▸ Given data
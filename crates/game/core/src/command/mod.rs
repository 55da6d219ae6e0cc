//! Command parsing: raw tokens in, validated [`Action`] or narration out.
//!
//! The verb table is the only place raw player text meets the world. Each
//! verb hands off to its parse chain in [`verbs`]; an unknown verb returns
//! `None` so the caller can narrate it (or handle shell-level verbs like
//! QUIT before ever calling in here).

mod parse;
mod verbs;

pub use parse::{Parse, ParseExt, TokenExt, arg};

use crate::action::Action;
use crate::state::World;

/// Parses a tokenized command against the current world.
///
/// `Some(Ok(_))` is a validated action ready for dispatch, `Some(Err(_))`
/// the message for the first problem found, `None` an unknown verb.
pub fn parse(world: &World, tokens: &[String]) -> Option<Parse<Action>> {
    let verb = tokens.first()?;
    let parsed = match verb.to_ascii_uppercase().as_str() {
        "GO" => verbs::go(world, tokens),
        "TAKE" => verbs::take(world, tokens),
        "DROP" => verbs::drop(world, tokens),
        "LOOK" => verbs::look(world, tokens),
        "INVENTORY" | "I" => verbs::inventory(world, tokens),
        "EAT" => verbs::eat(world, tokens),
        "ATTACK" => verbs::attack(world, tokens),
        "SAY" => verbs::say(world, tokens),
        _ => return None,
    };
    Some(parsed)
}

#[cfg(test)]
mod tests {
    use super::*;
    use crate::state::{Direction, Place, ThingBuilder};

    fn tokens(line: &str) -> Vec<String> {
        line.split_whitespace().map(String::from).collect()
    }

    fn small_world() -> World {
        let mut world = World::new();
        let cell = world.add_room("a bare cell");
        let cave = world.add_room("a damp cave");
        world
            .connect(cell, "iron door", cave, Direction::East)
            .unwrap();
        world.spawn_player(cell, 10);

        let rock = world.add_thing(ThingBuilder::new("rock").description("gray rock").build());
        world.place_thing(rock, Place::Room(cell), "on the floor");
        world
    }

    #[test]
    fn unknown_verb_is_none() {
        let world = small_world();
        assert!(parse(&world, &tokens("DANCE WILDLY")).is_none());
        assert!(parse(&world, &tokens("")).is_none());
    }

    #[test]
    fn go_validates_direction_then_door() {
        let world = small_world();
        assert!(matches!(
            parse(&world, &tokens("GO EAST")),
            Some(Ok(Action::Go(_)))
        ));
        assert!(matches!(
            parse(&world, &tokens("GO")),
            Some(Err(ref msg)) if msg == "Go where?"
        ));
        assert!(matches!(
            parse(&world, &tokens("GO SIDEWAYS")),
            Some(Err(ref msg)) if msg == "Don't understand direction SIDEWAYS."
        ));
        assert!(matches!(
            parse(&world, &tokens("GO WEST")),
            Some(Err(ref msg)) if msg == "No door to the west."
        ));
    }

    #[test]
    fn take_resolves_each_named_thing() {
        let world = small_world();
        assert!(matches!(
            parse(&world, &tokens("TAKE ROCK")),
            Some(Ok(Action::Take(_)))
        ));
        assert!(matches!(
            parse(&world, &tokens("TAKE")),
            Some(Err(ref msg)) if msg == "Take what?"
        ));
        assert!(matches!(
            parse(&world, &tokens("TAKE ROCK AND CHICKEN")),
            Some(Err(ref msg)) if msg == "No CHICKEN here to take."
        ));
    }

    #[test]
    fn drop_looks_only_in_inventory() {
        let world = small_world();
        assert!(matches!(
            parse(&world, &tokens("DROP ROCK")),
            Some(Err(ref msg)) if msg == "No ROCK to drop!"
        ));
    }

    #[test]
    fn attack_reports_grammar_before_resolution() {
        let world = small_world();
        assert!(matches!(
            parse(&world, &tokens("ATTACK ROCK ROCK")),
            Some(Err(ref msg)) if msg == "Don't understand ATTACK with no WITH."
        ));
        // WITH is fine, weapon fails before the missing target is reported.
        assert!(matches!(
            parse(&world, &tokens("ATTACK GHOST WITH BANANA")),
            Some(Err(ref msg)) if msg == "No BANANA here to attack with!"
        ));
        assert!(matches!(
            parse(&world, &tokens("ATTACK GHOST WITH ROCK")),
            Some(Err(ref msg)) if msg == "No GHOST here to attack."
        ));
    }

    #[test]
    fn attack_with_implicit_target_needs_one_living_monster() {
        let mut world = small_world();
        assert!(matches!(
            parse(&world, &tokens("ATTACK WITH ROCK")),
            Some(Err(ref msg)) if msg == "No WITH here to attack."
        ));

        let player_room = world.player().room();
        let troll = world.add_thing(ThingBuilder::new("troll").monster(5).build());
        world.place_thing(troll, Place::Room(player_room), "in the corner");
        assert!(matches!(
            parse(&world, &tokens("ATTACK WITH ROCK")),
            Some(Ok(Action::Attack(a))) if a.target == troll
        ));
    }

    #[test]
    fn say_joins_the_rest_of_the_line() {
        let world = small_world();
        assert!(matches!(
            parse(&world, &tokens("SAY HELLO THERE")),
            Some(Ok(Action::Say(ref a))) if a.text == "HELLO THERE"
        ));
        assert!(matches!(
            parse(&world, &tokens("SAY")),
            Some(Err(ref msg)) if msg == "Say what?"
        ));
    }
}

▸ What the task requires
Return each line of the material in which the string "state" can be found.

▸ Solution
use crate::state::World;
    use crate::state::{Direction, Place, ThingBuilder};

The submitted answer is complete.